Rotavirus VP8*, the N-terminal trypsin cleavage product of VP4, has been shown to bind to MA-104 cells and human O type erythrocytes. To examine whether bacterially expressed VP8* binds to cellular components of MA-104 cells, the VP8* (aa 1-247) was expressed in E. coli and radiolabelled with 35S-methionine. The radiolabelled rVP8* was immunoprecipitated with antiserum to bovine rotavirus C486 (BRV). The rVP8* was found to bind to MA-104 cells and its binding was competed by BRV. To study the interaction between VP8* and receptors of erythrocytes, hemagglutination (HA) and hemagglutination inhibition (HI) assays were carried out using solubilized rVP8*. rVP8* showed HA which could be inhibited by antiserum to BRV. This interaction was also inhibited by gangliosides, demonstrating a sialic acid dependent interaction. To study the contribution of the C-terminal region of VP8* to HA, a number of approaches were used. First, a peptide spanning aa 230-247 was synthesized and antisera was raised against the peptide to see whether it could inhibit HA of rVP8*. Second, a truncated form of VP8* (tVP8*: aa 1-229) was expressed to examine its hemagglutinating activity. Third, the dimerization of rVP8* and tVP8* was compared by Western-blotting following electrophoresis using native SDS-PAGE. The results indicated that antibody to aa 230-247 inhibits hemagglutination by preventing dimerization of VP8* which in turn allows the molecule to cause HA. To characterize the interaction between the HA domain and sialic acid receptors, erythrocytes were treated with sialidases of different specificities. Arthrobacter ureafaciens, Clostridium perfringens and alpha 2-8 linkage-specific neuraminidase destroyed the ability of sialic acid of erythrocytes to interact with rVP8*, indicating that bovine rotavirus C486 binding requires an alpha 2-8 linkage but acetylation of the sialic acid is not necessary.

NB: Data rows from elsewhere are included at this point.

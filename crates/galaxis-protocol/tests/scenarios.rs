//! End-to-end message scenarios: build, frame, unframe, dispatch on kind,
//! extract.

use galaxis_protocol::schema::SaveData;
use galaxis_protocol::{
    BincodeCodec, Envelope, HEADER_LEN, Header, HeaderFault, JsonCodec, MessageKind, Module,
    PlayerId, ProtocolError, ProtocolLimits, build, decode_header, encode_header, extract,
};

/// Writes `envelope` as a wire frame and reads it back, the way a
/// transport would.
fn reframe(envelope: &Envelope) -> Envelope {
    let limits = ProtocolLimits::default();
    let header = Header::of(envelope).to_bytes().unwrap();
    let mut frame = header.to_vec();
    frame.extend_from_slice(envelope.payload());

    let header = Header::from_bytes(&frame[..HEADER_LEN], &limits).unwrap();
    let mut received = Envelope::from_header(&header);
    received.payload_mut().copy_from_slice(&frame[HEADER_LEN..]);
    received
}

#[test]
fn test_chat_scenario() {
    let sent = build::chat(PlayerId(3), "hello");
    let received = reframe(&sent);
    assert_eq!(received, sent);

    let text = match received.kind() {
        MessageKind::HumanPlayerChat => extract::chat_text(&received).unwrap(),
        other => panic!("dispatched to {other}"),
    };
    assert_eq!(text, "hello");
    assert_eq!(received.sender(), PlayerId(3));
    assert_eq!(received.receiver(), PlayerId::SERVER);
}

#[test]
fn test_turn_orders_scenario_keeps_insertion_order() {
    let orders = vec![
        "scrap 40".to_string(),
        "move fleet 7 to 12".to_string(),
        "build scout at 3".to_string(),
    ];
    let sent = build::turn_orders(&BincodeCodec, PlayerId(2), &orders).unwrap();
    assert_eq!(sent.kind(), MessageKind::TurnOrders);
    assert_eq!(sent.receiver(), PlayerId::SERVER);

    let decoded: Vec<String> = extract::turn_orders(&BincodeCodec, &reframe(&sent)).unwrap();
    assert_eq!(decoded.len(), 3);
    assert_eq!(decoded, orders);
}

#[test]
fn test_optional_payload_scenario() {
    let orders = vec![1u32, 2];
    let sent =
        build::client_save_data(&JsonCodec, PlayerId(1), &orders, None::<&String>).unwrap();

    // Decoding into a type no UI payload could ever match still succeeds:
    // with the presence marker unset nothing else is read.
    #[derive(Debug, serde::Deserialize)]
    struct NeverSent {
        _unused: [u64; 4],
    }

    let data: SaveData<Vec<u32>, NeverSent> =
        extract::client_save_data(&JsonCodec, &reframe(&sent)).unwrap();
    assert_eq!(data.orders, orders);
    assert!(data.ui_data.is_none());
}

#[test]
fn test_optional_payload_scenario_binary() {
    let sent = build::client_save_data(&BincodeCodec, PlayerId(1), &Vec::<u32>::new(), None::<&u64>)
        .unwrap();
    // Empty order list (u64 length 0) then the absent marker.
    assert_eq!(sent.payload(), &[0, 0, 0, 0, 0, 0, 0, 0, 0]);

    let data: SaveData<Vec<u32>, u64> = extract::client_save_data(&BincodeCodec, &sent).unwrap();
    assert!(data.orders.is_empty());
    assert_eq!(data.ui_data, None);
}

#[test]
fn test_id_allocation_scenario() {
    let request = build::request_new_object_id(PlayerId(4));
    assert_eq!(request.kind(), MessageKind::RequestNewObjectId);
    assert_eq!(request.receiver(), PlayerId::SERVER);
    assert_eq!(request.payload_len(), 0);
    assert_eq!(request.text(), "");

    let response = build::dispatch_new_object_id(request.sender(), 77);
    assert_eq!(response.receiver(), PlayerId(4));
    assert_eq!(response.module(), Module::ClientSynchronousResponse);
    assert_eq!(extract::new_object_id(&reframe(&response)).unwrap(), 77);
}

#[test]
fn test_header_round_trip_for_every_kind_and_module() {
    let limits = ProtocolLimits::default();
    for (i, &kind) in MessageKind::ALL.iter().enumerate() {
        let module = Module::ALL[i % Module::ALL.len()];
        let env = Envelope::new(kind, PlayerId(i as i32 - 1), PlayerId(0), module, vec![7; i]);
        let header = decode_header(encode_header(&env).unwrap(), &limits).unwrap();
        assert_eq!(header.kind, kind);
        assert_eq!(header.sender, env.sender());
        assert_eq!(header.receiver, PlayerId::HOST);
        assert_eq!(header.module, module);
        assert_eq!(header.payload_len, i);
    }
}

#[test]
fn test_out_of_range_kind_is_malformed() {
    let limits = ProtocolLimits::default();
    for bad in [0, 28, -3, i32::MAX] {
        let err = decode_header([bad, 1, 2, 0, 0], &limits).unwrap_err();
        assert!(matches!(
            err,
            ProtocolError::HeaderMalformed(HeaderFault::UnknownKind(k)) if k == bad
        ));
        assert!(err.is_fatal_to_connection());
    }
}

#[test]
fn test_copy_is_isolated_from_original() {
    let original = build::chat(PlayerId(1), "abc");
    let mut copy = original.clone();
    copy.payload_mut()[0] = b'x';
    assert_eq!(copy.payload(), b"xbc");
    assert_eq!(original.text(), "abc");
    assert_eq!(original.payload_len(), 3);

    // Resizing discards the copy's bytes and zero-fills.
    copy.resize(5);
    assert_eq!(copy.payload(), [0u8; 5]);
    assert_eq!(original.text(), "abc");
    assert_eq!(original.payload_len(), 3);
}

#[test]
fn test_sentinel_rendering() {
    let from_server = build::player_exit(PlayerId(2), "Ana");
    assert!(from_server.to_string().contains("-1(server/unknown)"));

    let from_host = build::host_save_game(PlayerId::HOST, "autosave");
    assert!(from_host.to_string().contains(" 0(host) -->"));
}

轮状病毒VP8是VP4的N端胰蛋白酶裂解产物,已被证明可与MA-104细胞和人O型红细胞结合。为了检测细菌表达的VP8是否与MA-104细胞的细胞成分结合,VP8*(氨基酸1-247)在大肠杆菌中表达并用35S-甲硫氨酸进行放射性标记。用抗牛轮状病毒C486(BRV)抗血清对放射性标记的rVP8进行免疫沉淀。发现rVP8与MA-104细胞结合,并且其结合被BRV竞争。为了研究VP8与红细胞受体之间的相互作用,使用可溶性rVP8进行血凝(HA)和血凝抑制(HI)试验。rVP8表现出血凝活性,该活性可被抗BRV抗血清抑制。这种相互作用也被神经节苷脂抑制,表明存在唾液酸依赖性相互作用。为了研究VP8的C端区域对HA的贡献,采用了多种方法。首先,合成了一段跨越氨基酸230-247的肽段,并制备了针对该肽段的抗血清,以观察其是否能抑制rVP8的血凝活性。其次,表达了VP8的截短形式(tVP8*:氨基酸1-229)以检测其血凝活性。第三,在使用天然SDS-PAGE进行电泳后,通过蛋白质印迹法比较rVP8和tVP8的二聚化情况。结果表明,针对氨基酸230-247的抗体通过阻止VP8的二聚化来抑制血凝,而这反过来又使该分子能够引起血凝。为了表征HA结构域与唾液酸受体之间的相互作用,用不同特异性的唾液酸酶处理红细胞。解脲棒杆菌、产气荚膜梭菌和α2-8连接特异性神经氨酸酶破坏了红细胞唾液酸与rVP8相互作用的能力,表明牛轮状病毒C486结合需要α2-8连接,但唾液酸的乙酰化并非必需。